The frequent explanations which ensued, regarding the seniority of the widow, were a source of constant satisfaction to Miss Crewys, and vexation to her sister.
"You might be a hundred years old, Georgina," she would angrily lament.
"I very soon _shall_ be a hundred years old, Isabella, if I live as long as my grandmother did," Miss Crewys would triumphantly reply.

"It is surprising to me that a woman who was never good-looking at the best of times, should cling to her youth as you do." "It is more surprising to me that you should let yourself go to rack and ruin, and never stretch out a hand to help yourself." "I am what God made me," said the pious Georgina, "whereas you do everything but paint your face, Isabella; and I have little doubt but what you will come to that by the time you are eighty." But though they disputed hotly on occasion the sisters generally preserved a united front before the world, and only argued, since argue they must, in the most polite and affectionate terms.
The firelight shed its cheerful glow over the laden tea-table, and was reflected in the silver urn, and the crimson and gold and blue of the Crown Derby tea-set.

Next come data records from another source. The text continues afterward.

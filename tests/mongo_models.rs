use std::collections::HashSet;
use std::fs;

use ecomlab::mongo::format::format_breadcrumbs;
use ecomlab::mongo::models::{analyze, build_categories, build_products, read_offers, OfferRow};
use ecomlab::LabError;

const DATASET: &str = "\
Partner_Name,Category_ID,Category_FullPathName,Offer_ID,Offer_Name,Offer_Type
_ozon,101,Строительство и ремонт\\Инструменты\\Пневмоинструменты,1,Степлер Fubag,Степлер строительный
_ozon,101,Строительство и ремонт\\Инструменты\\Пневмоинструменты,2,Степлер Metabo,Степлер строительный
_ozon,102,Строительство и ремонт\\Инструменты,3,Набор отверток,Набор
_wb,101,Строительство и ремонт\\Инструменты\\Пневмоинструменты,4,Нейлер,Степлер строительный
_ozon,200,Дом и сад,5,Лейка,Садовый инвентарь
";

fn rows() -> Vec<OfferRow> {
    let dir = tempfile::tempdir().unwrap();
    let path = dir.path().join("offers.csv");
    fs::write(&path, DATASET).unwrap();
    read_offers(&path).unwrap()
}

#[test]
fn csv_dataset_gives_one_category_per_partner_and_id() {
    let rows = rows();
    assert_eq!(rows.len(), 5);
    let distinct: HashSet<(&str, &str)> =
        rows.iter().map(|r| (r.partner.as_str(), r.category_id.as_str())).collect();

    let (categories, stats) = build_categories(&rows);
    assert_eq!(categories.len(), distinct.len());
    assert_eq!(stats.total_categories, 4);
    assert_eq!(stats.max_depth, 3);
    assert!((stats.avg_depth - 9.0 / 4.0).abs() < 1e-12);

    let total: i64 = categories.iter().map(|c| c.metadata.total_products).sum();
    assert_eq!(total, rows.len() as i64);

    let first = &categories[0];
    assert_eq!(first.id, "_ozon_101");
    assert_eq!(first.metadata.total_products, 2);
    assert_eq!(first.path, "Строительство и ремонт/Инструменты/Пневмоинструменты");
    assert_eq!(first.level as usize, first.path_array.len());
    assert_eq!(first.parent_path.as_deref(), Some("Строительство и ремонт/Инструменты"));
    assert_eq!(first.name, "Пневмоинструменты");

    let root = categories.iter().find(|c| c.id == "_ozon_200").unwrap();
    assert_eq!(root.level, 1);
    assert_eq!(root.parent_path, None);
}

#[test]
fn parent_path_is_the_path_of_the_parent_category() {
    let (categories, _) = build_categories(&rows());
    let paths: HashSet<&str> = categories.iter().map(|c| c.path.as_str()).collect();
    let child = categories.iter().find(|c| c.id == "_ozon_101").unwrap();
    assert!(paths.contains(child.parent_path.as_deref().unwrap()));
}

#[test]
fn one_product_per_row_with_breadcrumbs() {
    let rows = rows();
    let (products, stats) = build_products(&rows);
    assert_eq!(products.len(), rows.len());
    assert_eq!(stats.total_products, 5);
    assert_eq!(stats.unique_types, 3);
    assert_eq!(stats.partners, 2);

    let p = &products[0];
    assert_eq!(p.id, "_ozon_1");
    assert_eq!(p.product_type, "Степлер строительный");
    assert_eq!(p.category.id, "101");
    let levels: Vec<i32> = p.category.breadcrumbs.iter().map(|b| b.level).collect();
    assert_eq!(levels, vec![1, 2, 3]);
    assert_eq!(
        format_breadcrumbs(&p.category.breadcrumbs),
        "L1: Строительство и ремонт → L2: Инструменты → L3: Пневмоинструменты"
    );

    let doc = p.to_document().unwrap();
    assert_eq!(doc.get_str("type").unwrap(), "Степлер строительный");
    assert_eq!(doc.get_str("_id").unwrap(), "_ozon_1");
    assert!(doc.get_datetime("created_at").is_ok());
}

#[test]
fn category_document_uses_mongo_field_names() {
    let (categories, _) = build_categories(&rows());
    let doc = categories[0].to_document().unwrap();
    assert_eq!(doc.get_str("_id").unwrap(), "_ozon_101");
    assert_eq!(doc.get_i32("level").unwrap(), 3);
    assert_eq!(doc.get_array("path_array").unwrap().len(), 3);
    assert!(doc.get_document("metadata").unwrap().get_datetime("last_updated").is_ok());
}

#[test]
fn rows_with_empty_path_levels_are_still_loaded() {
    let dir = tempfile::tempdir().unwrap();
    let path = dir.path().join("offers.csv");
    fs::write(
        &path,
        "Partner_Name,Category_ID,Category_FullPathName,Offer_ID,Offer_Name,Offer_Type\n\
         _ozon,1,A\\B,1,first,t\n\
         _ozon,2,A\\C\\,2,second,t\n",
    )
    .unwrap();
    let rows = read_offers(&path).unwrap();
    assert_eq!(rows.len(), 2);

    let (categories, _) = build_categories(&rows);
    let (products, stats) = build_products(&rows);
    assert_eq!(categories.len(), 2);
    assert_eq!(products.len(), 2);
    assert_eq!(stats.total_products, 2);
    assert_eq!(categories[1].path, "A/C");
    assert_eq!(categories[1].parent_path.as_deref(), Some("A"));

    let analysis = analyze(&rows);
    assert_eq!(analysis.invalid_rows, 1);
    assert_eq!(analysis.rows, 2);
    assert_eq!(analysis.categories_per_level.get(&2), Some(&2));
    assert!(matches!(rows[1].validate(), Err(LabError::InvalidRow(_))));
}

#[test]
fn analysis_counts_categories_per_level() {
    let analysis = analyze(&rows());
    assert_eq!(analysis.partners, 2);
    assert_eq!(analysis.categories, 4);
    assert_eq!(analysis.offer_types, 3);
    assert_eq!(analysis.categories_per_level.get(&3), Some(&2));
    assert_eq!(analysis.categories_per_level.get(&2), Some(&1));
    assert_eq!(analysis.categories_per_level.get(&1), Some(&1));
}

#[test]
fn missing_dataset_is_an_error() {
    let dir = tempfile::tempdir().unwrap();
    assert!(read_offers(&dir.path().join("nope.csv")).is_err());
}
//! Console formatting helpers shared by the MongoDB scripts.
use super::models::Breadcrumb;

/// formats a duration given in milliseconds with a unit that keeps the number readable
pub fn format_time(milliseconds: f64) -> String {
    if milliseconds < 1.0 {
        format!("{:.2} µs", milliseconds * 1000.0)
    } else if milliseconds < 1000.0 {
        format!("{:.2} ms", milliseconds)
    } else {
        format!("{:.2} s", milliseconds / 1000.0)
    }
}

/// formats an integer with `,` thousands separators
pub fn format_number(number: i64) -> String {
    let digits = number.unsigned_abs().to_string();
    let mut out = String::with_capacity(digits.len() + digits.len() / 3 + 1);
    if number < 0 {
        out.push('-');
    }
    for (i, c) in digits.chars().enumerate() {
        if i > 0 && (digits.len() - i) % 3 == 0 {
            out.push(',');
        }
        out.push(c);
    }
    out
}

/// `part` as a percentage of `total`, `0` when `total` is zero
pub fn percentage(part: f64, total: f64) -> f64 {
    if total == 0.0 {
        0.0
    } else {
        part / total * 100.0
    }
}

/// renders a breadcrumb trail as `L1: a → L2: b`
pub fn format_breadcrumbs(breadcrumbs: &[Breadcrumb]) -> String {
    if breadcrumbs.is_empty() {
        return "N/A".to_string();
    }
    breadcrumbs
        .iter()
        .map(|b| format!("L{}: {}", b.level, b.name))
        .collect::<Vec<_>>()
        .join(" → ")
}

/// shortens `s` to `max` characters, marking the cut with `...`
pub fn truncate(s: &str, max: usize) -> String {
    if s.chars().count() <= max {
        s.to_string()
    } else {
        let mut cut: String = s.chars().take(max).collect();
        cut.push_str("...");
        cut
    }
}

/// prints a section header framed by `=` rules
pub fn print_section(title: &str) {
    println!("\n{}", "=".repeat(60));
    println!(" {}", title);
    println!("{}", "=".repeat(60));
}

#[cfg(test)]
mod tests {
    use super::*;

    #[test]
    fn time_units() {
        assert_eq!(format_time(0.5), "500.00 µs");
        assert_eq!(format_time(12.346), "12.35 ms");
        assert_eq!(format_time(2500.0), "2.50 s");
    }

    #[test]
    fn thousands_separators() {
        assert_eq!(format_number(0), "0");
        assert_eq!(format_number(999), "999");
        assert_eq!(format_number(1000), "1,000");
        assert_eq!(format_number(3_990_000), "3,990,000");
        assert_eq!(format_number(-1_234_567), "-1,234,567");
    }

    #[test]
    fn percentage_of_nothing_is_zero() {
        assert_eq!(percentage(5.0, 0.0), 0.0);
        assert_eq!(percentage(1.0, 4.0), 25.0);
    }

    #[test]
    fn breadcrumb_trail() {
        let crumbs = vec![
            Breadcrumb { level: 1, name: "Tools".into() },
            Breadcrumb { level: 2, name: "Pneumatic".into() },
        ];
        assert_eq!(format_breadcrumbs(&crumbs), "L1: Tools → L2: Pneumatic");
        assert_eq!(format_breadcrumbs(&[]), "N/A");
    }

    #[test]
    fn truncate_counts_characters_not_bytes() {
        assert_eq!(truncate("Строительство", 5), "Строи...");
        assert_eq!(truncate("short", 10), "short");
    }
}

But the old ladies, though casting longing eyes in the direction of the teapot, religiously abstained from offering to touch it.
"No, John," said Miss Crewys, in a tone of exemplary patience; "I have made it a rule never to take upon myself any of the duties of hospitality in my dear brother's house, ever since he married,--odd as it may seem, when we remember how he used once to sit at this very table in his little bib and tucker, whilst Isabella poured out his milk, and I cut his bread and butter." "We _both_ make the rule, John," said Lady Belstone, mournfully, "or, of course, as the elder sister, _I_ should naturally pour out the tea in our dear Lady Mary's absence." "Of course, of course," said John Crewys.
"Forgive me, Isabella, but we have discussed this point before," said Miss Crewys.

"Though I cannot deny, our cousin being, as he is, a lawyer, his opinion would carry weight.